If large income differences indeed come at the price of lower total economic output, then the solution seems simple: redistribute income from the rich to the poor. Yet, both means-tested transfers and progressive taxes based on economic outcomes such as income will negatively affect economic growth as they lower the incentives to gain additional wealth. It might thus be that ‘the cure is worse than the disease’, as the IMF phrases this dilemma. Nevertheless, there can be benefits of redistribution in addition to lessening any negative effects of inequality on growth. The provision of public insurance could have stimulating effects by allowing individuals to take risks to generate income.
How to leave from here? First of all, examining whether inequality or redistribution affects growth requires data that makes a clean distinction between inequality before and after redistribution across countries over time.
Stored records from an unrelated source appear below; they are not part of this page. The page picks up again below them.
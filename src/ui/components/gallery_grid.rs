//! Responsive grid of gallery cards

use iced::widget::{Row, Space, column, container, text};
use iced::{Alignment, Element, Fill};

use crate::app::Message;
use crate::features::gallery::{Card, CardMessage, Gallery, ImageState};
use crate::i18n::{Key, Locale};
use crate::ui::animation::HoverAnimations;
use crate::ui::theme;
use crate::ui::widgets::{CardImage, image_card};

/// Widest the grid gets, matching a 7xl page
pub const MAX_GRID_WIDTH: f32 = 1280.0;

/// Column count for a window width: 2 up to 6 columns
pub fn column_count(width: f32) -> usize {
    match width {
        w if w >= 1280.0 => 6,
        w if w >= 1024.0 => 5,
        w if w >= 768.0 => 4,
        w if w >= 640.0 => 3,
        _ => 2,
    }
}

/// Gap between cards for a window width
pub fn gap(width: f32) -> f32 {
    match width {
        w if w >= 768.0 => 24.0,
        w if w >= 640.0 => 16.0,
        _ => 12.0,
    }
}

/// Horizontal page padding for a window width
pub fn side_padding(width: f32) -> f32 {
    if width >= 640.0 { 16.0 } else { 8.0 }
}

/// Card indices laid out in rows of `columns`
///
/// An empty result means the placeholder is shown instead of a grid.
pub fn grid_rows(card_count: usize, columns: usize) -> Vec<Vec<usize>> {
    let columns = columns.max(1);
    (0..card_count)
        .collect::<Vec<_>>()
        .chunks(columns)
        .map(<[usize]>::to_vec)
        .collect()
}

/// Build the gallery grid for a window of `window_width`
pub fn view<'a>(
    gallery: &'a Gallery,
    hover: &HoverAnimations<usize>,
    window_width: f32,
    locale: Locale,
) -> Element<'a, Message> {
    let columns = column_count(window_width);
    let rows_of_indices = grid_rows(gallery.len(), columns);

    if rows_of_indices.is_empty() {
        return container(
            text(locale.get(Key::GalleryEmpty))
                .size(20)
                .color(theme::PINK_500),
        )
        .width(Fill)
        .padding(48)
        .center_x(Fill)
        .into();
    }

    let spacing = gap(window_width);
    let grid_width = (window_width - side_padding(window_width) * 2.0).clamp(1.0, MAX_GRID_WIDTH);
    let cell_width = ((grid_width - spacing * (columns - 1) as f32) / columns as f32).max(1.0);

    let mut rows = column![].spacing(spacing);
    for indices in rows_of_indices {
        let mut row = Row::new().spacing(spacing);
        for &index in &indices {
            if let Some(card) = gallery.cards().get(index) {
                row = row.push(card_view(index, card, hover, cell_width, locale));
            }
        }
        // Keep a short last row aligned to the grid
        for _ in indices.len()..columns {
            row = row.push(Space::new().width(cell_width));
        }
        rows = rows.push(row);
    }

    container(rows)
        .width(Fill)
        .align_x(Alignment::Center)
        .into()
}

fn card_view<'a>(
    index: usize,
    card: &'a Card,
    hover: &HoverAnimations<usize>,
    cell_width: f32,
    locale: Locale,
) -> Element<'a, Message> {
    let picture = match &card.image {
        ImageState::Loaded(handle) => CardImage::Ready(handle),
        ImageState::Loading => CardImage::Missing(locale.get(Key::ImageLoading)),
        ImageState::Failed => CardImage::Missing(&card.entry.alt),
    };

    image_card(
        &card.entry.alt,
        picture,
        cell_width,
        hover.progress(&index),
        Message::Card(index, CardMessage::Open),
        Message::Card(index, CardMessage::Hovered(true)),
        Message::Card(index, CardMessage::Hovered(false)),
    )
}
There are interesting academic endeavours trying to decompose inequality into a part resulting from differences in effort and a part due to fixed circumstances, such as gender, race, or educational level of parents. This can help our understanding which ‘types’ of inequality negatively affect growth and which might boost it. Moreover, redistribution itself can be achieved through multiple means, some of which, such as higher heritage taxes, are likely to be more pro-growth than others, such as higher income tax rates.
All things considered, whether inequality or redistribution hampers growth is too broad of a question. Inequality at which part of the distribution, due to what economic factors, and how the state intervenes all matter a great deal for total growth.